Además, el agua interviene en procesos bioquímicos mediante reacciones de oxidación-reducción: En la formación de HCO3– a partir de CO2 y H2O, reacción catalizada por la enzima carbónico anhidrasa, el
agua no es tan solo un sustrato. El agua actúa en un proceso de transferencia de protones, formando una red de moléculas de agua unidas por puentes de hidrógeno a través de las que se produce un salto de protones.
Las plantas y algas verdes utilizan la energía de la luz solar para romper el agua en el proceso de la
fotosíntesis. En esta reacción, un aceptor de electrones –que varía según el tipo de organismo fotosintético- reacciona con el agua, que actúa como dador de electrones.
El alto calor específico del agua, además, es útil para las células y organismos porque permite que el agua
actúe como un “tampón térmico”, permitiendo que la temperatura de un organismo permanezca relativamente constante cuando varía la temperatura del aire o se genera calor como subproducto del metabolismo.

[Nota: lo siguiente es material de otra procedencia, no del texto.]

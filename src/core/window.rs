use std::collections::{HashMap, VecDeque};

use crate::core::types::{MetricSnapshot, PriceSample};
use crate::error::StockWatchError;

/// Fixed-capacity, time-ordered buffer of price samples for one symbol.
///
/// Oldest samples are evicted first once the capacity is reached. A fresh
/// [`MetricSnapshot`] is computed on every accepted ingest; volatility is the
/// population standard deviation of per-step returns, momentum the
/// least-squares slope of price against sample index over the momentum
/// lookback.
#[derive(Debug, Clone)]
pub struct SlidingWindow {
    capacity: usize,
    momentum_period: usize,
    breakout_fraction: f64,
    samples: VecDeque<PriceSample>,
    snapshot: Option<MetricSnapshot>,
}

impl SlidingWindow {
    /// Panics if `capacity` is zero.
    pub fn new(capacity: usize, momentum_period: usize, breakout_fraction: f64) -> Self {
        assert!(capacity > 0, "SlidingWindow capacity must be positive");
        Self {
            capacity,
            momentum_period,
            breakout_fraction,
            samples: VecDeque::with_capacity(capacity),
            snapshot: None,
        }
    }

    /// Appends a sample, evicting the oldest when over capacity, and
    /// recomputes the snapshot. Rejected samples leave the window untouched.
    pub fn ingest(&mut self, sample: PriceSample) -> Result<&MetricSnapshot, StockWatchError> {
        if !sample.price.is_finite() || sample.price <= 0.0 {
            return Err(StockWatchError::InvalidPrice {
                symbol: sample.symbol,
                price: sample.price,
            });
        }
        if let Some(last) = self.samples.back() {
            // Timestamps are unique and monotonic per symbol, so equality is
            // a regression too.
            if sample.timestamp <= last.timestamp {
                return Err(StockWatchError::OutOfOrderSample {
                    symbol: sample.symbol,
                    last: last.timestamp,
                    got: sample.timestamp,
                });
            }
        }

        self.samples.push_back(sample);
        if self.samples.len() > self.capacity {
            self.samples.pop_front();
        }

        self.snapshot = Some(self.compute_snapshot());
        Ok(self.snapshot.as_ref().expect("snapshot just set"))
    }

    /// Latest snapshot, `None` until the first accepted sample.
    pub fn metrics(&self) -> Option<&MetricSnapshot> {
        self.snapshot.as_ref()
    }

    pub fn len(&self) -> usize {
        self.samples.len()
    }

    pub fn is_empty(&self) -> bool {
        self.samples.is_empty()
    }

    pub fn samples(&self) -> impl Iterator<Item = &PriceSample> {
        self.samples.iter()
    }

    fn compute_snapshot(&self) -> MetricSnapshot {
        let newest = self.samples.back().expect("ingest pushed a sample");
        let oldest = self.samples.front().expect("ingest pushed a sample");

        let absolute_change = newest.price - oldest.price;
        let percent_change = absolute_change / oldest.price * 100.0;

        MetricSnapshot {
            symbol: newest.symbol.clone(),
            timestamp: newest.timestamp,
            last_price: newest.price,
            volume: newest.volume,
            percent_change,
            absolute_change,
            volatility: self.volatility(),
            momentum: self.momentum(),
            breakout: self.breakout(),
        }
    }

    /// Population standard deviation of per-step simple returns. Zero until
    /// two samples are present.
    fn volatility(&self) -> f64 {
        if self.samples.len() < 2 {
            return 0.0;
        }
        let returns: Vec<f64> = self
            .samples
            .iter()
            .zip(self.samples.iter().skip(1))
            .map(|(prev, next)| (next.price - prev.price) / prev.price)
            .collect();
        let mean = returns.iter().sum::<f64>() / returns.len() as f64;
        let variance =
            returns.iter().map(|r| (r - mean) * (r - mean)).sum::<f64>() / returns.len() as f64;
        variance.sqrt()
    }

    /// Least-squares slope of price against sample index over the last
    /// `momentum_period` samples. Zero until two samples are present.
    fn momentum(&self) -> f64 {
        let len = self.samples.len();
        let span = len.min(self.momentum_period.max(2));
        if span < 2 {
            return 0.0;
        }
        let tail = self.samples.iter().skip(len - span);
        let x_mean = (span - 1) as f64 / 2.0;
        let y_mean = tail.clone().map(|s| s.price).sum::<f64>() / span as f64;

        let mut num = 0.0;
        let mut den = 0.0;
        for (i, sample) in tail.enumerate() {
            let dx = i as f64 - x_mean;
            num += dx * (sample.price - y_mean);
            den += dx * dx;
        }
        num / den
    }

    /// Newest price cleared the pre-existing window extreme by more than the
    /// breakout fraction, in either direction.
    fn breakout(&self) -> bool {
        if self.samples.len() < 2 {
            return false;
        }
        let newest = self.samples.back().expect("len checked").price;
        let mut prior_max = f64::MIN;
        let mut prior_min = f64::MAX;
        for sample in self.samples.iter().take(self.samples.len() - 1) {
            prior_max = prior_max.max(sample.price);
            prior_min = prior_min.min(sample.price);
        }
        newest > prior_max * (1.0 + self.breakout_fraction)
            || newest < prior_min * (1.0 - self.breakout_fraction)
    }
}

/// Per-symbol windows sharing one configuration. Symbols are independent;
/// a window is created on a symbol's first sample.
#[derive(Debug, Clone)]
pub struct WindowSet {
    capacity: usize,
    momentum_period: usize,
    breakout_fraction: f64,
    windows: HashMap<String, SlidingWindow>,
}

impl WindowSet {
    pub fn new(capacity: usize, momentum_period: usize, breakout_fraction: f64) -> Self {
        assert!(capacity > 0, "WindowSet capacity must be positive");
        Self {
            capacity,
            momentum_period,
            breakout_fraction,
            windows: HashMap::new(),
        }
    }

    pub fn ingest(&mut self, sample: PriceSample) -> Result<MetricSnapshot, StockWatchError> {
        match self.windows.get_mut(&sample.symbol) {
            Some(window) => window.ingest(sample).cloned(),
            None => {
                // A window is only kept once its first sample is accepted.
                let mut window = SlidingWindow::new(
                    self.capacity,
                    self.momentum_period,
                    self.breakout_fraction,
                );
                let snapshot = window.ingest(sample).cloned()?;
                self.windows.insert(snapshot.symbol.clone(), window);
                Ok(snapshot)
            }
        }
    }

    pub fn metrics(&self, symbol: &str) -> Option<&MetricSnapshot> {
        self.windows.get(symbol).and_then(SlidingWindow::metrics)
    }

    /// Drops a symbol's window and snapshot. `false` if never tracked.
    pub fn remove(&mut self, symbol: &str) -> bool {
        self.windows.remove(symbol).is_some()
    }

    pub fn snapshots(&self) -> impl Iterator<Item = &MetricSnapshot> {
        self.windows.values().filter_map(SlidingWindow::metrics)
    }
}
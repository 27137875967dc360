/// Symbols tracked when none are supplied on the command line.
pub const DEFAULT_SYMBOLS: [&str; 15] = [
    "AAPL", "MSFT", "GOOGL", "AMZN", "META", "TSLA", "NVDA", "JPM", "V", "WMT", "PG", "JNJ", "MA",
    "DIS", "NFLX",
];

/// Capacity of the sample channel between the feed task and the analyzer.
pub const SAMPLE_CHANNEL_CAPACITY: usize = 100;

/// Seconds between alert drains / summary reports in the reporting task.
pub const REPORT_INTERVAL_SECS: u64 = 60;

/// Construction-time configuration for the analysis core.
///
/// All knobs are explicit here; the core never reads environment state.
#[derive(Debug, Clone)]
pub struct AnalyzerConfig {
    /// Samples retained per symbol, oldest evicted first.
    pub window_size: usize,
    /// Symbols retained per ranking side (gainers / losers).
    pub heap_size: usize,
    /// Lookback (in samples) for the momentum slope.
    pub momentum_period: usize,
    /// Fraction by which the newest price must clear the prior window
    /// extreme to count as a breakout (0.05 = 5%).
    pub breakout_fraction: f64,
    /// Margin a value must clear past a rule threshold before the rule
    /// re-arms. Zero re-arms as soon as the condition is no longer met.
    pub hysteresis: f64,
    /// Alert events buffered before drop-oldest kicks in.
    pub event_capacity: usize,
}

impl Default for AnalyzerConfig {
    fn default() -> Self {
        Self {
            window_size: 60,
            heap_size: 10,
            momentum_period: 5,
            breakout_fraction: 0.05,
            hysteresis: 0.0,
            event_capacity: 100,
        }
    }
}
// This Source Code Form is subject to the terms of the Mozilla Public
// License, v. 2.0. If a copy of the MPL was not distributed with this
// file, You can obtain one at https://mozilla.org/MPL/2.0/.

//! Read-only access to SquashFS filesystem images.
//!
//! The entry points are [`fs::probe`], [`fs::opendir`], [`fs::read`],
//! and [`fs::size`], all taking a [`block::BlockSource`], either a
//! memory-mapped image ([`block::MmapSource`]) or a sector-addressed
//! block device ([`block::SectorDeviceSource`]). Everything else in
//! this crate is the machinery those four functions are built from:
//! the metadata plane ([`metadata`]), typed inode/directory decoding
//! ([`inode`], [`dir`]), the fragment table ([`fragment`]), and the
//! file-content streamer ([`file`]).

pub mod block;
pub mod codec;
pub mod dir;
pub mod diag;
pub mod error;
pub mod file;
pub mod fragment;
pub mod fs;
pub mod inode;
pub mod metadata;
pub mod superblock;

pub use block::{BlockSource, FileSectorDevice, MmapSource, SectorDevice, SectorDeviceSource};
pub use dir::{Entry, EntryKind};
pub use error::{Error, Result};
pub use fs::{closedir, opendir, probe, read, size, DirStream};
pub use superblock::SuperBlock;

El alto grado de cohesión interna del agua líquida, debido a los puentes de hidrógeno, es aprovechado por
las plantas como medio para transportar nutrientes disueltos desde las raíces a las hojas durante el proceso de la transpiración.
Muchas de las propiedades físicas y biológicas de las macromoléculas celulares, especialmente de las
proteínas y los ácidos nucleicos, provienen de sus interacciones con moléculas de agua del medio circundante.